Students were quoted as saying things such as, “From a student's perspective, it's like where do we go from here? We no longer have a president. We no longer have a 45-year legacy,” and "I think it's only fair to let him (Paterno) ride out the season because this is the house that Joe built." (Both quotes from the Cleveland Plain Dealer.) From these quotes, it is obvious that the students were concentrating more on their history than on the current events.

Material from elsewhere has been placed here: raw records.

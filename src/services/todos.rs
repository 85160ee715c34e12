//! Todo Service
//!
//! Personal to-do list, scoped entirely to the calling user.

use crate::database::Database;
use crate::error::ApiError;
use crate::models::{CreateTodoRequest, TodoView, UpdateTodoRequest, validate_deadline};

const PRIORITIES: [&str; 3] = ["Low", "Medium", "High"];
const STATUSES: [&str; 2] = ["Pending", "Done"];

#[derive(Clone)]
pub struct TodoService {
    db: Database,
}

impl TodoService {
    pub fn new(db: Database) -> Self {
        Self { db }
    }

    pub async fn create(&self, caller_id: i64, req: CreateTodoRequest) -> Result<TodoView, ApiError> {
        let name = req.name.trim();
        if name.is_empty() {
            return Err(ApiError::validation("Todo name is required"));
        }

        let priority = req.priority.as_deref().unwrap_or("Low");
        check_one_of(priority, &PRIORITIES, "priority")?;
        let status = req.status.as_deref().unwrap_or("Pending");
        check_one_of(status, &STATUSES, "status")?;
        if let Some(due) = req.due_date.as_deref() {
            validate_deadline(due).map_err(ApiError::validation)?;
        }
        let category = req.category.as_deref().unwrap_or("General");

        let row = self
            .db
            .insert_todo(caller_id, name, priority, category, req.due_date.as_deref(), status)
            .await?;
        Ok(TodoView::from(row))
    }

    pub async fn list(&self, caller_id: i64) -> Result<Vec<TodoView>, ApiError> {
        let rows = self.db.list_todos(caller_id).await?;
        Ok(rows.into_iter().map(TodoView::from).collect())
    }

    pub async fn update(
        &self,
        todo_id: i64,
        caller_id: i64,
        req: UpdateTodoRequest,
    ) -> Result<TodoView, ApiError> {
        if let Some(name) = req.name.as_deref() {
            if name.trim().is_empty() {
                return Err(ApiError::validation("Todo name is required"));
            }
        }
        if let Some(priority) = req.priority.as_deref() {
            check_one_of(priority, &PRIORITIES, "priority")?;
        }
        if let Some(status) = req.status.as_deref() {
            check_one_of(status, &STATUSES, "status")?;
        }
        if let Some(due) = req.due_date.as_deref() {
            validate_deadline(due).map_err(ApiError::validation)?;
        }

        let updated = self
            .db
            .update_todo(
                todo_id,
                caller_id,
                req.name.as_deref().map(str::trim),
                req.priority.as_deref(),
                req.category.as_deref(),
                req.due_date.as_deref(),
                req.status.as_deref(),
            )
            .await?;
        if !updated {
            return Err(ApiError::not_found("Todo not found"));
        }

        let row = self.db.get_todo(todo_id, caller_id).await?;
        Ok(TodoView::from(row))
    }

    pub async fn delete(&self, todo_id: i64, caller_id: i64) -> Result<(), ApiError> {
        let deleted = self.db.delete_todo(todo_id, caller_id).await?;
        if !deleted {
            return Err(ApiError::not_found("Todo not found"));
        }
        Ok(())
    }
}

fn check_one_of(value: &str, allowed: &[&str], field: &str) -> Result<(), ApiError> {
    if allowed.contains(&value) {
        Ok(())
    } else {
        Err(ApiError::validation(format!(
            "Invalid {}: must be one of {}",
            field,
            allowed.join(", ")
        )))
    }
}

Of all that has come out of this series of events, it is to me this protest that seems the most questionable. As stated, it is obvious that Mr. Sandusky’s alleged actions and Penn State’s handling of the situation were improper. The firing of Coach Paterno is understandable, but whether one agrees with it or not, the proper response is not the destruction of private property. Even more disturbing is the valuation by students of football over the handling of the deplorable events giving rise to Paterno’s firing, based on the fact that Coach Paterno is a “legend” and “celebrity”. Merely being a highly successful college football coach does not excuse Paterno from the scrutiny and discipline of a “normal” coach.


Anonymous said...

As a Penn State almnus and current University of Dayton Law student. I will not comment on this blog. I think there is in exorbitant of information that you need to read other than the Federal Grand Jury report, and the Huffington Post. I attended Penn State when these events occur. I feel passionately about this topic. And I think this blog and its opinions are irresponsibly written.

Paul Venard said...

There definitely is a plethora more information, as more facts keep being released, and much more than the Grand Jury report and the Huffington Post were refrenced in writing this blog; these two items were merely linked as they provided the most concise fact pattern of the allged incidents. Whether Mr. Sandusky performed these alleged acts is a matter of law; no judgment was intended to be made against Mr. Sandusky in this blog.

Instead, this blog was more on the opinion of the students who appeared more upset about the loss of a football coach than about the alleged events. This opinion was and is not unique to this blog. Obviously it is not the only opinion. If you have further insight into this situation that you would like to share, we'd be more than happy to hear from you.